Catherine had pierced ears, but she wasn’t wearing earrings. (‘His new girlfriend wears the ones with the rubies now. Shame, really: I’d have loved to cast them at his feet.’) She sometimes touched the hollow of her throat, as though searching for something, maybe a necklace that the other woman was now wearing too.
‘And what are you up to at the moment?’ she asked.
He described the Literary Apothecary to her.
‘A boat with a low-slung belly, a galley, two sleeping berths, a bathroom and eight thousand books. It’s a world apart from our world.’ And an arrested adventure, like any moored ship – but he didn’t say this.
‘And the king of this world is Monsieur Perdu, a literary pharmacist who writes prescriptions for the lovesick.’
Catherine pointed to the parcel of books that he had brought her the previous evening. ‘It helps, by the way.’
‘What did you want to be when you were a little girl?’ he asked before his embarrassment could get the better of him.
‘Oh, I wanted to be a librarian. And a pirate. Your book barge would have been exactly what I needed. I would have solved all the world’s mysteries through reading.’
Perdu listened to her with growing affection.

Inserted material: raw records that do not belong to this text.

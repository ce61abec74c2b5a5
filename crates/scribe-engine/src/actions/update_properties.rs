//! `updateProperties` handler — patches front-matter properties.
//!
//! Property names and values are template-resolved; a value that resolves
//! to a list (typed passthrough) becomes a YAML sequence. Existing
//! properties are overwritten, unknown ones appended, and the rest of the
//! document is left byte-for-byte untouched.

use std::sync::Arc;

use async_trait::async_trait;
use scribe_core::{ActionKind, FieldValue, FormAction};
use serde_yaml::{Mapping, Value as YamlValue};
use tracing::debug;

use crate::chain::ActionHandler;
use crate::context::ExecutionContext;
use crate::errors::EngineError;
use crate::template::TemplateEngine;
use crate::template::extract::split_front_matter;
use crate::traits::VaultOps;

use super::util::resolve_note_path;

/// Patches front matter on a document.
pub struct UpdatePropertiesHandler {
    vault: Arc<dyn VaultOps>,
    engine: Arc<TemplateEngine>,
}

impl UpdatePropertiesHandler {
    /// Create a handler over the given vault and template engine.
    pub fn new(vault: Arc<dyn VaultOps>, engine: Arc<TemplateEngine>) -> Self {
        Self { vault, engine }
    }
}

/// Map a resolved field value onto a YAML value.
fn to_yaml(value: FieldValue) -> YamlValue {
    match value {
        FieldValue::Text(s) => YamlValue::String(s),
        FieldValue::Number(n) => serde_yaml::to_value(n).unwrap_or(YamlValue::Null),
        FieldValue::Bool(b) => YamlValue::Bool(b),
        FieldValue::List(items) => {
            YamlValue::Sequence(items.into_iter().map(YamlValue::String).collect())
        }
        FieldValue::Null => YamlValue::Null,
    }
}

/// Apply the patched mapping back onto the document.
fn splice_front_matter(body: &str, mapping: &Mapping) -> Result<String, EngineError> {
    let yaml = serde_yaml::to_string(mapping)?;
    Ok(format!("---\n{yaml}---\n{body}"))
}

#[async_trait]
impl ActionHandler for UpdatePropertiesHandler {
    fn accepts(&self, action: &FormAction) -> bool {
        matches!(action.kind, ActionKind::UpdateProperties { .. })
    }

    fn validate(&self, action: &FormAction) -> Vec<String> {
        let ActionKind::UpdateProperties {
            target_path,
            updates,
            ..
        } = &action.kind
        else {
            return Vec::new();
        };

        let mut violations = Vec::new();
        if target_path.trim().is_empty() {
            violations.push("target path is empty".to_string());
        }
        if updates.is_empty() {
            violations.push("no property updates configured".to_string());
        }
        for (index, update) in updates.iter().enumerate() {
            if update.name.trim().is_empty() {
                violations.push(format!("property {} has an empty name", index + 1));
            }
        }
        violations
    }

    async fn run(
        &self,
        action: &FormAction,
        ctx: &mut ExecutionContext,
    ) -> Result<(), EngineError> {
        let ActionKind::UpdateProperties {
            target_path,
            create_if_missing,
            updates,
        } = &action.kind
        else {
            return Ok(());
        };

        let path = resolve_note_path(&self.engine, &self.vault, ctx, target_path).await?;
        if !self.vault.exists(&path) {
            if *create_if_missing {
                self.vault.write(&path, "").await?;
            } else {
                return Err(EngineError::FileNotFound { path });
            }
        }

        let document = self.vault.read(&path).await?;
        let (front_matter, body) = split_front_matter(&document);
        let mut mapping: Mapping = match front_matter {
            Some(yaml) if !yaml.trim().is_empty() => serde_yaml::from_str(yaml)?,
            _ => Mapping::new(),
        };

        for update in updates {
            let name = self.engine.resolve_text(&update.name, ctx).await;
            let value = self.engine.resolve(&update.value, ctx).await;
            let _ = mapping.insert(YamlValue::String(name), to_yaml(value));
        }

        let updated = splice_front_matter(body, &mapping)?;
        self.vault.write(&path, &updated).await?;
        debug!(%path, properties = updates.len(), "front matter updated");
        Ok(())
    }
}
//! Engine error types.
//!
//! One enum covers every hard failure a run can produce. Soft failures
//! (template resolution, missing referenced files) never reach this type;
//! they degrade to inline marker text inside the template engine.

use std::io;

use thiserror::Error;

/// Errors that abort a run.
#[derive(Debug, Error)]
pub enum EngineError {
    /// Pre-run configuration validation failed. Nothing was executed.
    #[error("configuration invalid: {}", violations.join("; "))]
    Validation {
        /// Every violation found, in action order.
        violations: Vec<String>,
    },

    /// No handler accepts the action. Unreachable after a passing
    /// validation pass; treated as a hard failure if it ever surfaces.
    #[error("no handler for action type: {kind}")]
    UnknownAction {
        /// The action's type tag.
        kind: String,
    },

    /// A resolved file name is empty or contains forbidden characters.
    #[error("invalid file name: {name}")]
    InvalidFileName {
        /// The offending name after template resolution.
        name: String,
    },

    /// An action targeted a document that does not exist.
    #[error("file not found: {path}")]
    FileNotFound {
        /// The resolved vault path.
        path: String,
    },

    /// A create-file action targeted an existing document.
    #[error("file already exists: {path}")]
    FileExists {
        /// The resolved vault path.
        path: String,
    },

    /// A path reference escaped the vault or could not be resolved.
    #[error("path not resolvable: {path}")]
    PathNotResolvable {
        /// The offending reference.
        path: String,
    },

    /// The AI call failed or returned an unsuccessful response.
    #[error("ai call failed: {message}")]
    Ai {
        /// Provider or transport failure description.
        message: String,
    },

    /// A registered command failed.
    #[error("command failed: {message}")]
    Command {
        /// Failure description, including the command id.
        message: String,
    },

    /// Clipboard access failed.
    #[error("clipboard error: {message}")]
    Clipboard {
        /// Failure description.
        message: String,
    },

    /// Generic I/O failure from a collaborator.
    #[error("io error: {0}")]
    Io(#[from] io::Error),

    /// Front-matter could not be parsed or re-serialized.
    #[error("front matter error: {0}")]
    Yaml(#[from] serde_yaml::Error),
}
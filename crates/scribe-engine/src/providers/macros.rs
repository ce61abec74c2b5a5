//! Date/time macro processor backed by the system clock.
//!
//! Expands `{{date}}`, `{{time}}`, `{{datetime}}` and `{{date:FMT}}`
//! (chrono format string) against local time. Anything else passes through
//! untouched, so the expression engine stays free of assumptions about
//! this grammar.

use std::sync::LazyLock;

use chrono::{DateTime, Local};
use regex::Regex;

use crate::traits::MacroProcessor;

static DATE_FMT: LazyLock<Regex> = LazyLock::new(|| Regex::new(r"\{\{date:([^}]+)\}\}").unwrap());

/// Expands ambient date/time tokens against the local clock.
pub struct SystemClock;

impl SystemClock {
    fn expand(text: &str, now: DateTime<Local>) -> String {
        let mut result = text.replace("{{date}}", &now.format("%Y-%m-%d").to_string());
        result = result.replace("{{time}}", &now.format("%H:%M").to_string());
        result = result.replace("{{datetime}}", &now.format("%Y-%m-%d %H:%M").to_string());
        DATE_FMT
            .replace_all(&result, |caps: &regex::Captures<'_>| {
                now.format(&caps[1]).to_string()
            })
            .into_owned()
    }
}

impl MacroProcessor for SystemClock {
    fn process(&self, text: &str) -> String {
        if !text.contains("{{") {
            return text.to_string();
        }
        Self::expand(text, Local::now())
    }
}
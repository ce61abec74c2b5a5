//! Settings type definitions.
//!
//! All types use camelCase wire names and `#[serde(default)]` throughout so
//! a partial settings file deep-merges cleanly over the compiled defaults.

use std::collections::HashMap;

use serde::{Deserialize, Serialize};

/// Root settings document (`~/.scribe/settings.json`).
#[derive(Clone, Debug, Default, PartialEq, Serialize, Deserialize)]
#[serde(rename_all = "camelCase", default)]
pub struct ScribeSettings {
    /// Settings schema version.
    pub version: u32,
    /// Vault location settings.
    pub vault: VaultSettings,
    /// AI call settings.
    pub ai: AiSettings,
    /// Registered command settings.
    pub commands: CommandSettings,
}

/// Where the document vault lives.
#[derive(Clone, Debug, PartialEq, Serialize, Deserialize)]
#[serde(rename_all = "camelCase", default)]
pub struct VaultSettings {
    /// Root directory all vault paths resolve under.
    pub root: String,
}

impl Default for VaultSettings {
    fn default() -> Self {
        Self { root: ".".into() }
    }
}

/// Settings for the AI call action.
#[derive(Clone, Debug, PartialEq, Serialize, Deserialize)]
#[serde(rename_all = "camelCase", default)]
pub struct AiSettings {
    /// Configured chat models.
    pub models: Vec<ModelSettings>,
    /// Id of the model used when an action names none.
    pub default_model: Option<String>,
    /// Whether the system prompt is prepended to every call.
    pub enable_system_prompt: bool,
    /// The system prompt text.
    pub system_prompt: String,
    /// Vault folder holding reusable prompt templates.
    pub prompt_template_folder: String,
}

impl Default for AiSettings {
    fn default() -> Self {
        Self {
            models: Vec::new(),
            default_model: None,
            enable_system_prompt: false,
            system_prompt: String::new(),
            prompt_template_folder: "templates/prompts".into(),
        }
    }
}

/// One configured chat model.
#[derive(Clone, Debug, PartialEq, Serialize, Deserialize)]
#[serde(rename_all = "camelCase", default)]
pub struct ModelSettings {
    /// Stable id referenced by `defaultModel`.
    pub id: String,
    /// Human-facing name.
    pub display_name: String,
    /// Chat-completions endpoint base URL.
    pub base_url: String,
    /// Provider-side model name sent in requests.
    pub model_name: String,
    /// API key sent as a bearer token. Prefer `apiKeyEnv` in shared files.
    pub api_key: String,
    /// Environment variable to read the API key from; takes precedence over
    /// `apiKey` when set and non-empty in the environment.
    pub api_key_env: String,
    /// Hard ceiling on reply tokens for this model.
    pub max_output_tokens: u32,
}

impl Default for ModelSettings {
    fn default() -> Self {
        Self {
            id: String::new(),
            display_name: String::new(),
            base_url: String::new(),
            model_name: String::new(),
            api_key: String::new(),
            api_key_env: String::new(),
            max_output_tokens: 4096,
        }
    }
}

impl ModelSettings {
    /// Resolve the API key, preferring the configured environment variable.
    pub fn resolve_api_key(&self) -> String {
        if !self.api_key_env.is_empty() {
            if let Ok(key) = std::env::var(&self.api_key_env) {
                if !key.is_empty() {
                    return key;
                }
            }
        }
        self.api_key.clone()
    }
}

/// Registered commands runnable from an `executeCommand` action.
#[derive(Clone, Debug, Default, PartialEq, Serialize, Deserialize)]
#[serde(rename_all = "camelCase", default)]
pub struct CommandSettings {
    /// Command id → shell line.
    pub registered: HashMap<String, String>,
}
//! The submission entry point.
//!
//! A [`FormRunner`] takes captured values for a configuration, validates
//! them, builds the execution context, runs the chain, and handles
//! user-facing success/failure messaging. Each submission gets its own
//! context; nothing is shared between runs.

use std::collections::HashMap;
use std::sync::Arc;

use scribe_core::{FieldValue, FormConfig};
use scribe_settings::AiSettings;
use tracing::info;

use crate::actions::default_handler_set;
use crate::chain::{ActionChain, HandlerSet};
use crate::context::{ExecutionContext, default_id_values};
use crate::errors::EngineError;
use crate::traits::{Collaborators, NoticeKind, Notifier};
use crate::validate::validate_submission;

/// Runs form submissions against a fixed set of collaborators.
pub struct FormRunner {
    handlers: Arc<HandlerSet>,
    notifier: Arc<dyn Notifier>,
}

impl FormRunner {
    /// Create a runner with the default handler set.
    pub fn new(collaborators: &Collaborators, ai: AiSettings) -> Self {
        Self {
            handlers: Arc::new(default_handler_set(collaborators, ai)),
            notifier: collaborators.notifier.clone(),
        }
    }

    /// Create a runner over an explicit handler set (used by tests and by
    /// hosts that extend the action vocabulary).
    pub fn with_handlers(handlers: Arc<HandlerSet>, notifier: Arc<dyn Notifier>) -> Self {
        Self { handlers, notifier }
    }

    /// Run one submission.
    ///
    /// Unanswered fields fall back to their configured defaults, the
    /// submission is validated, and the chain executes. The returned
    /// context carries the output variables for the caller. The first hard
    /// failure is notified once and rethrown; effects already applied stay
    /// applied.
    pub async fn submit(
        &self,
        config: Arc<FormConfig>,
        mut id_values: HashMap<String, FieldValue>,
    ) -> Result<ExecutionContext, EngineError> {
        for field in &config.fields {
            if id_values.get(&field.id).is_none_or(FieldValue::is_empty) {
                if let Some(default) = &field.default_value {
                    let _ = id_values.insert(field.id.clone(), default.clone());
                }
            }
        }

        if let Err(e) = validate_submission(&config, &id_values) {
            self.notifier.notify(&e.to_string(), NoticeKind::Error);
            return Err(e);
        }

        let mut ctx = ExecutionContext::new(config.clone(), id_values);
        let chain = ActionChain::new(config.actions.clone(), self.handlers.clone());

        match chain.run(&mut ctx).await {
            Ok(()) => {
                info!(form_id = %config.id, "form run completed");
                if config.show_submit_message {
                    self.notifier.notify("Form submitted", NoticeKind::Success);
                }
                Ok(ctx)
            }
            Err(e) => {
                self.notifier.notify(&e.to_string(), NoticeKind::Error);
                Err(e)
            }
        }
    }

    /// Run a form without captured input, using field defaults only — the
    /// unattended path for auto-submitting forms.
    pub async fn submit_with_defaults(
        &self,
        config: Arc<FormConfig>,
    ) -> Result<ExecutionContext, EngineError> {
        let id_values = default_id_values(&config);
        self.submit(config, id_values).await
    }
}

‘At night I would have stolen back from evil people everything they’d tricked the good ones out of with their lies, leaving a single book that would cleanse them and force them to repent, turn them into good people and so on – of course.’ She broke into laughter.
‘Of course,’ he fell in with her ironic tone. That was the only tragic thing about books: they changed people. All except the truly evil, who did not become better fathers, nicer husbands, more loving friends. They remained tyrants, continued to torment their employees, children and dogs, were spiteful in petty matters and cowardly in important ones, and rejoiced in their victims’ shame.
‘Books were my friends,’ said Catherine, and cooled her cheek, which was red from the heat of cooking, on her wine glass. ‘I think I learned all my feelings from books. In them I loved and laughed and found out more than in my whole non-reading life.’
‘Me too,’ murmured Perdu.
They looked at each other – and then it simply clicked.